• [WORK INSTRUCTION]:
Print the lines that run from the line with "object still succeeds." to the line with "assert!(!meta.version.is_empty());", keeping both end lines, exactly as they appear in the entries below, and nothing else.

• [DATA LISTING]:
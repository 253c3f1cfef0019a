//! Storage backend abstraction for object storage (S3, GCS, Azure, local).
//!
//! The catalog never talks to a cloud SDK directly; it goes through this
//! contract. Two properties matter for correctness:
//!
//! - **Conditional writes**: table manifests are committed with
//!   compare-and-swap preconditions so concurrent committers cannot clobber
//!   each other.
//! - **Opaque version tokens**: backends expose whatever versioning primitive
//!   they have (GCS generation, S3 `ETag`, Azure `ETag`) as a `String` so no
//!   backend-specific assumption leaks into the catalog layer.
//!
//! Connectivity policy (timeouts, retries, credential refresh) lives in the
//! backend implementation, not here.

use async_trait::async_trait;
use bytes::Bytes;
use chrono::{DateTime, Utc};
use std::collections::HashMap;
use std::sync::{Arc, RwLock};

use crate::error::{Error, Result};

/// Precondition for conditional writes (CAS operations).
#[derive(Debug, Clone)]
pub enum WritePrecondition {
    /// Write only if object does not exist.
    DoesNotExist,
    /// Write only if object's version matches the given token.
    MatchesVersion(String),
    /// Write unconditionally.
    None,
}

/// Result of a conditional write.
#[derive(Debug, Clone)]
pub enum WriteResult {
    /// Write succeeded, returns new version token.
    Success {
        /// The new version token after the write.
        version: String,
    },
    /// Precondition failed, returns current version token.
    PreconditionFailed {
        /// The current version that caused the precondition to fail.
        current_version: String,
    },
}

/// Metadata about a stored object.
#[derive(Debug, Clone)]
pub struct ObjectMeta {
    /// Object path (key).
    pub path: String,
    /// Object size in bytes.
    pub size: u64,
    /// Object version token for CAS operations.
    pub version: String,
    /// Last modification timestamp.
    pub last_modified: Option<DateTime<Utc>>,
}

/// Storage backend trait for object storage.
///
/// All backends (cloud SDK adapters, the in-memory test backend) implement
/// this trait. The contract is designed for cloud object storage semantics:
/// whole-object reads and writes, prefix listing, idempotent delete.
#[async_trait]
pub trait StorageBackend: Send + Sync + 'static {
    /// Reads an entire object.
    ///
    /// Returns `Error::NotFound` if the object doesn't exist.
    async fn get(&self, path: &str) -> Result<Bytes>;

    /// Writes with an optional precondition.
    ///
    /// Returns `WriteResult::PreconditionFailed` if the precondition is not
    /// met. Precondition failure is a normal result, never an error.
    async fn put(
        &self,
        path: &str,
        data: Bytes,
        precondition: WritePrecondition,
    ) -> Result<WriteResult>;

    /// Deletes an object.
    ///
    /// Succeeds even if the object doesn't exist (idempotent).
    async fn delete(&self, path: &str) -> Result<()>;

    /// Lists objects with the given prefix.
    ///
    /// Returns an empty vec if no objects match. Ordering is arbitrary;
    /// callers requiring deterministic order must sort.
    async fn list(&self, prefix: &str) -> Result<Vec<ObjectMeta>>;

    /// Gets object metadata without reading content.
    ///
    /// Returns `None` if the object doesn't exist.
    async fn head(&self, path: &str) -> Result<Option<ObjectMeta>>;
}

/// In-memory storage backend for testing.
///
/// Thread-safe via `RwLock`. Not suitable for production.
/// Uses numeric versions internally (exposed as strings) to simulate
/// generation-based CAS.
#[derive(Debug, Default)]
pub struct MemoryBackend {
    objects: Arc<RwLock<HashMap<String, StoredObject>>>,
}

#[derive(Debug, Clone)]
struct StoredObject {
    data: Bytes,
    version: i64,
    last_modified: DateTime<Utc>,
}

impl MemoryBackend {
    /// Creates a new empty memory backend.
    #[must_use]
    pub fn new() -> Self {
        Self::default()
    }
}

#[async_trait]
impl StorageBackend for MemoryBackend {
    async fn get(&self, path: &str) -> Result<Bytes> {
        let objects = self.objects.read().map_err(|_| Error::Internal {
            message: "lock poisoned".into(),
        })?;

        objects
            .get(path)
            .map(|o| o.data.clone())
            .ok_or_else(|| Error::NotFound(format!("object not found: {path}")))
    }

    async fn put(
        &self,
        path: &str,
        data: Bytes,
        precondition: WritePrecondition,
    ) -> Result<WriteResult> {
        let mut objects = self.objects.write().map_err(|_| Error::Internal {
            message: "lock poisoned".into(),
        })?;

        let current = objects.get(path);

        match precondition {
            WritePrecondition::DoesNotExist => {
                if let Some(obj) = current {
                    return Ok(WriteResult::PreconditionFailed {
                        current_version: obj.version.to_string(),
                    });
                }
            }
            WritePrecondition::MatchesVersion(expected) => {
                let expected_num: i64 = expected.parse().unwrap_or(-1);
                match current {
                    Some(obj) if obj.version != expected_num => {
                        return Ok(WriteResult::PreconditionFailed {
                            current_version: obj.version.to_string(),
                        });
                    }
                    None => {
                        return Ok(WriteResult::PreconditionFailed {
                            current_version: "0".to_string(),
                        });
                    }
                    _ => {}
                }
            }
            WritePrecondition::None => {}
        }

        let new_version = current.map_or(1, |o| o.version + 1);
        objects.insert(
            path.to_string(),
            StoredObject {
                data,
                version: new_version,
                last_modified: Utc::now(),
            },
        );
        drop(objects);

        Ok(WriteResult::Success {
            version: new_version.to_string(),
        })
    }

    async fn delete(&self, path: &str) -> Result<()> {
        self.objects
            .write()
            .map_err(|_| Error::Internal {
                message: "lock poisoned".into(),
            })?
            .remove(path);
        Ok(())
    }

    async fn list(&self, prefix: &str) -> Result<Vec<ObjectMeta>> {
        let objects = self.objects.read().map_err(|_| Error::Internal {
            message: "lock poisoned".into(),
        })?;

        Ok(objects
            .iter()
            .filter(|(k, _)| k.starts_with(prefix))
            .map(|(path, obj)| ObjectMeta {
                path: path.clone(),
                size: obj.data.len() as u64,
                version: obj.version.to_string(),
                last_modified: Some(obj.last_modified),
            })
            .collect())
    }

    async fn head(&self, path: &str) -> Result<Option<ObjectMeta>> {
        let objects = self.objects.read().map_err(|_| Error::Internal {
            message: "lock poisoned".into(),
        })?;

        Ok(objects.get(path).map(|obj| ObjectMeta {
            path: path.to_string(),
            size: obj.data.len() as u64,
            version: obj.version.to_string(),
            last_modified: Some(obj.last_modified),
        }))
    }
}

#[cfg(test)]
mod tests {
    use super::*;

    #[tokio::test]
    async fn test_memory_backend_roundtrip() {
        let backend = MemoryBackend::new();
        let data = Bytes::from("hello world");

        let result = backend
            .put("lake/t1/manifest.json", data.clone(), WritePrecondition::None)
            .await
            .expect("put should succeed");

        assert!(matches!(result, WriteResult::Success { ref version } if version == "1"));

        let retrieved = backend
            .get("lake/t1/manifest.json")
            .await
            .expect("get should succeed");
        assert_eq!(retrieved, data);
    }

    #[tokio::test]
    async fn test_get_missing_is_not_found() {
        let backend = MemoryBackend::new();
        let result = backend.get("lake/missing").await;
        assert!(matches!(result, Err(Error::NotFound(_))));
    }

    #[tokio::test]
    async fn test_precondition_does_not_exist() {
        let backend = MemoryBackend::new();

        let result = backend
            .put("new.json", Bytes::from("data"), WritePrecondition::DoesNotExist)
            .await
            .expect("should succeed");
        assert!(matches!(result, WriteResult::Success { .. }));

        let result = backend
            .put("new.json", Bytes::from("data2"), WritePrecondition::DoesNotExist)
            .await
            .expect("should succeed");
        assert!(matches!(result, WriteResult::PreconditionFailed { .. }));
    }

    #[tokio::test]
    async fn test_precondition_matches_version() {
        let backend = MemoryBackend::new();

        let result = backend
            .put("gen.json", Bytes::from("v1"), WritePrecondition::None)
            .await
            .expect("should succeed");
        let first_version = match result {
            WriteResult::Success { version } => version,
            WriteResult::PreconditionFailed { .. } => panic!("expected success"),
        };

        let result = backend
            .put(
                "gen.json",
                Bytes::from("v2"),
                WritePrecondition::MatchesVersion(first_version.clone()),
            )
            .await
            .expect("should succeed");
        assert!(matches!(result, WriteResult::Success { .. }));

        // Stale token must lose.
        let result = backend
            .put(
                "gen.json",
                Bytes::from("v3"),
                WritePrecondition::MatchesVersion(first_version),
            )
            .await
            .expect("should succeed");
        assert!(matches!(result, WriteResult::PreconditionFailed { .. }));
    }

    #[tokio::test]
    async fn test_cas_against_missing_object_fails() {
        let backend = MemoryBackend::new();
        let result = backend
            .put(
                "ghost.json",
                Bytes::from("data"),
                WritePrecondition::MatchesVersion("3".into()),
            )
            .await
            .expect("should succeed");
        assert!(matches!(result, WriteResult::PreconditionFailed { .. }));
    }

    #[tokio::test]
    async fn test_list_with_prefix() {
        let backend = MemoryBackend::new();

        for path in ["lake/t1/a.json", "lake/t1/b.json", "lake/t2/a.json"] {
            backend
                .put(path, Bytes::from("x"), WritePrecondition::None)
                .await
                .unwrap();
        }

        let t1 = backend.list("lake/t1/").await.expect("should succeed");
        assert_eq!(t1.len(), 2);

        let t2 = backend.list("lake/t2/").await.expect("should succeed");
        assert_eq!(t2.len(), 1);
    }

    #[tokio::test]
    async fn test_delete_is_idempotent() {
        let backend = MemoryBackend::new();

        backend
            .put("del.json", Bytes::from("data"), WritePrecondition::None)
            .await
            .unwrap();
        assert!(backend.head("del.json").await.unwrap().is_some());

        backend.delete("del.json").await.expect("should succeed");
        assert!(backend.head("del.json").await.unwrap().is_none());

        // Second delete of a missing object still succeeds.
        backend.delete("del.json").await.expect("should succeed");
    }

    #[tokio::test]
    async fn test_head_reports_size_and_version() {
        let backend = MemoryBackend::new();
        backend
            .put("meta.json", Bytes::from("data"), WritePrecondition::None)
            .await
            .unwrap();

        let meta = backend
            .head("meta.json")
            .await
            .expect("head should succeed")
            .expect("object should exist");

        assert_eq!(meta.path, "meta.json");
        assert_eq!(meta.size, 4);
        assert!(!meta.version.is_empty());
        assert!(meta.last_modified.is_some());
    }
}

• [RESULT FOR THIS EXERCISE]:
        // Second delete of a missing object still succeeds.
        backend.delete("del.json").await.expect("should succeed");
    }

    #[tokio::test]
    async fn test_head_reports_size_and_version() {
        let backend = MemoryBackend::new();
        backend
            .put("meta.json", Bytes::from("data"), WritePrecondition::None)
            .await
            .unwrap();

        let meta = backend
            .head("meta.json")
            .await
            .expect("head should succeed")
            .expect("object should exist");

        assert_eq!(meta.path, "meta.json");
        assert_eq!(meta.size, 4);
        assert!(!meta.version.is_empty());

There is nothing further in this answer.